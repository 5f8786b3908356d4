use std::path::PathBuf;
use std::time::{Duration, Instant};

use anyhow::Context as _;
use clap::{Parser, Subcommand};
use framepipe::{
    CallKind, CallLog, FrameStats, HeadlessTarget, Scheduler, SchedulerOpts, ThreadingModel,
};

#[derive(Parser, Debug)]
#[command(name = "framepipe", version)]
struct Cli {
    /// Log scheduler activity to stderr (repeat for more detail).
    #[arg(short, long, action = clap::ArgAction::Count, global = true)]
    verbose: u8,

    #[command(subcommand)]
    cmd: Command,
}

#[derive(Subcommand, Debug)]
enum Command {
    /// Drive headless targets through full frames and report statistics.
    Run(RunArgs),
    /// Print the stage assignment a threading-model descriptor resolves to.
    Describe(DescribeArgs),
}

#[derive(Parser, Debug)]
struct RunArgs {
    /// Number of headless targets. Each one's index is its sort key.
    #[arg(
        long,
        default_value_t = 3,
        value_parser = clap::value_parser!(u32).range(..=i64::from(i32::MAX))
    )]
    targets: u32,

    /// Number of frames to run.
    #[arg(long, default_value_t = 10)]
    frames: u64,

    /// Threading model(s), assigned to targets round-robin (e.g. `A`, `A/B`, `W:A/B`).
    #[arg(long = "threading")]
    threading: Vec<String>,

    /// Scheduler options JSON file.
    #[arg(long)]
    config: Option<PathBuf>,

    /// Artificial delay per drawn region, in microseconds.
    #[arg(long, default_value_t = 0)]
    draw_delay_us: u64,

    /// Print the summary as JSON.
    #[arg(long)]
    json: bool,
}

#[derive(Parser, Debug)]
struct DescribeArgs {
    /// Threading-model descriptor.
    model: String,
}

#[derive(Debug, Default, serde::Serialize)]
struct RunSummary {
    frames: u64,
    targets: u32,
    workers: Vec<String>,
    targets_drawn: u64,
    targets_skipped: u64,
    regions_drawn: u64,
    tasks_dispatched: u64,
    flips: usize,
    elapsed_ms: f64,
    last_frame: FrameStats,
}

fn main() -> anyhow::Result<()> {
    let cli = Cli::parse();
    init_logging(cli.verbose);
    match cli.cmd {
        Command::Run(args) => cmd_run(args),
        Command::Describe(args) => cmd_describe(args),
    }
}

fn init_logging(verbose: u8) {
    let level = match verbose {
        0 => tracing::Level::WARN,
        1 => tracing::Level::INFO,
        2 => tracing::Level::DEBUG,
        _ => tracing::Level::TRACE,
    };
    tracing_subscriber::fmt()
        .with_max_level(level)
        .with_writer(std::io::stderr)
        .with_thread_names(true)
        .init();
}

fn cmd_run(args: RunArgs) -> anyhow::Result<()> {
    let opts = match &args.config {
        Some(path) => SchedulerOpts::from_json_file(path)
            .with_context(|| format!("load scheduler options '{}'", path.display()))?,
        None => SchedulerOpts::default(),
    };
    let models = args
        .threading
        .iter()
        .map(|m| ThreadingModel::parse(m).with_context(|| format!("threading model '{m}'")))
        .collect::<anyhow::Result<Vec<_>>>()?;

    let log = CallLog::new();
    let mut scheduler = Scheduler::new(opts)?;
    for i in 0..args.targets {
        let target = HeadlessTarget::new(format!("target-{i}")).with_log(log.clone());
        target
            .controls()
            .set_draw_delay(Duration::from_micros(args.draw_delay_us));
        let threading = if models.is_empty() {
            None
        } else {
            Some(models[i as usize % models.len()].clone())
        };
        let sort_key = i32::try_from(i).with_context(|| format!("sort key for target {i}"))?;
        scheduler.make_target(
            target,
            framepipe::TargetOpts {
                sort_key,
                threading,
            },
        )?;
    }

    let started = Instant::now();
    let mut summary = RunSummary {
        targets: args.targets,
        workers: scheduler
            .worker_contexts()
            .iter()
            .map(|c| c.name().to_string())
            .collect(),
        ..RunSummary::default()
    };
    for _ in 0..args.frames {
        let stats = scheduler.run_frame()?;
        summary.frames += 1;
        summary.targets_drawn += stats.targets_drawn;
        summary.targets_skipped += stats.targets_skipped;
        summary.regions_drawn += stats.regions_drawn;
        summary.tasks_dispatched += stats.tasks_dispatched;
        summary.last_frame = stats;
    }
    scheduler.terminate_threads()?;
    summary.elapsed_ms = started.elapsed().as_secs_f64() * 1000.0;
    summary.flips = log.total(CallKind::Flip);

    if args.json {
        println!("{}", serde_json::to_string_pretty(&summary)?);
    } else {
        println!(
            "frames={} targets={} workers=[{}] drawn={} skipped={} regions={} flips={} elapsed_ms={:.3}",
            summary.frames,
            summary.targets,
            summary.workers.join(","),
            summary.targets_drawn,
            summary.targets_skipped,
            summary.regions_drawn,
            summary.flips,
            summary.elapsed_ms,
        );
    }
    Ok(())
}

fn cmd_describe(args: DescribeArgs) -> anyhow::Result<()> {
    let model = ThreadingModel::parse(&args.model)
        .with_context(|| format!("threading model '{}'", args.model))?;
    let assignment = model.assignment();
    println!("model  {model}");
    println!("window {}", assignment.window);
    println!("cull   {}", assignment.cull);
    println!("draw   {}", assignment.draw);
    Ok(())
}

___

## What this task involves
Retype each line above, keeping every character.

## Answer to this task
repository 5f8786b3908356d4
use std::path::PathBuf;
use std::time::{Duration, Instant};

use anyhow::Context as _;
use clap::{Parser, Subcommand};
use framepipe::{
    CallKind, CallLog, FrameStats, HeadlessTarget, Scheduler, SchedulerOpts, ThreadingModel,
};

#[derive(Parser, Debug)]
#[command(name = "framepipe", version)]
struct Cli {
    /// Log scheduler activity to stderr (repeat for more detail).
    #[arg(short, long, action = clap::ArgAction::Count, global = true)]
    verbose: u8,

    #[command(subcommand)]
    cmd: Command,
}

#[derive(Subcommand, Debug)]
enum Command {
    /// Drive headless targets through full frames and report statistics.
    Run(RunArgs),
    /// Print the stage assignment a threading-model descriptor resolves to.
    Describe(DescribeArgs),
}

#[derive(Parser, Debug)]
struct RunArgs {
    /// Number of headless targets. Each one's index is its sort key.
    #[arg(
        long,
        default_value_t = 3,
        value_parser = clap::value_parser!(u32).range(..=i64::from(i32::MAX))
    )]
    targets: u32,

    /// Number of frames to run.
    #[arg(long, default_value_t = 10)]
    frames: u64,

    /// Threading model(s), assigned to targets round-robin (e.g. `A`, `A/B`, `W:A/B`).
    #[arg(long = "threading")]
    threading: Vec<String>,

    /// Scheduler options JSON file.
    #[arg(long)]
    config: Option<PathBuf>,

    /// Artificial delay per drawn region, in microseconds.
    #[arg(long, default_value_t = 0)]
    draw_delay_us: u64,

    /// Print the summary as JSON.
    #[arg(long)]
    json: bool,
}

#[derive(Parser, Debug)]
struct DescribeArgs {
    /// Threading-model descriptor.
    model: String,
}

#[derive(Debug, Default, serde::Serialize)]
struct RunSummary {
    frames: u64,
    targets: u32,
    workers: Vec<String>,
    targets_drawn: u64,
    targets_skipped: u64,
    regions_drawn: u64,
    tasks_dispatched: u64,
    flips: usize,
    elapsed_ms: f64,
    last_frame: FrameStats,
}

fn main() -> anyhow::Result<()> {
    let cli = Cli::parse();
    init_logging(cli.verbose);
    match cli.cmd {
        Command::Run(args) => cmd_run(args),
        Command::Describe(args) => cmd_describe(args),
    }
}

fn init_logging(verbose: u8) {
    let level = match verbose {
        0 => tracing::Level::WARN,
        1 => tracing::Level::INFO,
        2 => tracing::Level::DEBUG,
        _ => tracing::Level::TRACE,
    };
    tracing_subscriber::fmt()
        .with_max_level(level)
        .with_writer(std::io::stderr)
        .with_thread_names(true)
        .init();
}

fn cmd_run(args: RunArgs) -> anyhow::Result<()> {
    let opts = match &args.config {
        Some(path) => SchedulerOpts::from_json_file(path)
            .with_context(|| format!("load scheduler options '{}'", path.display()))?,
        None => SchedulerOpts::default(),
    };
    let models = args
        .threading
        .iter()
        .map(|m| ThreadingModel::parse(m).with_context(|| format!("threading model '{m}'")))
        .collect::<anyhow::Result<Vec<_>>>()?;

    let log = CallLog::new();
    let mut scheduler = Scheduler::new(opts)?;
    for i in 0..args.targets {
        let target = HeadlessTarget::new(format!("target-{i}")).with_log(log.clone());
        target
            .controls()
            .set_draw_delay(Duration::from_micros(args.draw_delay_us));
        let threading = if models.is_empty() {
            None
        } else {
            Some(models[i as usize % models.len()].clone())
        };
        let sort_key = i32::try_from(i).with_context(|| format!("sort key for target {i}"))?;
        scheduler.make_target(
            target,
            framepipe::TargetOpts {
                sort_key,
                threading,
            },
        )?;
    }

    let started = Instant::now();
    let mut summary = RunSummary {
        targets: args.targets,
        workers: scheduler
            .worker_contexts()
            .iter()
            .map(|c| c.name().to_string())
            .collect(),
        ..RunSummary::default()
    };
    for _ in 0..args.frames {
        let stats = scheduler.run_frame()?;
        summary.frames += 1;
        summary.targets_drawn += stats.targets_drawn;
        summary.targets_skipped += stats.targets_skipped;
        summary.regions_drawn += stats.regions_drawn;
        summary.tasks_dispatched += stats.tasks_dispatched;
        summary.last_frame = stats;
    }
    scheduler.terminate_threads()?;
    summary.elapsed_ms = started.elapsed().as_secs_f64() * 1000.0;
    summary.flips = log.total(CallKind::Flip);

    if args.json {
        println!("{}", serde_json::to_string_pretty(&summary)?);
    } else {
        println!(
            "frames={} targets={} workers=[{}] drawn={} skipped={} regions={} flips={} elapsed_ms={:.3}",
            summary.frames,
            summary.targets,
            summary.workers.join(","),
            summary.targets_drawn,
            summary.targets_skipped,
            summary.regions_drawn,
            summary.flips,
            summary.elapsed_ms,
        );
    }
    Ok(())
}

fn cmd_describe(args: DescribeArgs) -> anyhow::Result<()> {
    let model = ThreadingModel::parse(&args.model)
        .with_context(|| format!("threading model '{}'", args.model))?;
    let assignment = model.assignment();
    println!("model  {model}");
    println!("window {}", assignment.window);
    println!("cull   {}", assignment.cull);
    println!("draw   {}", assignment.draw);
    Ok(())
}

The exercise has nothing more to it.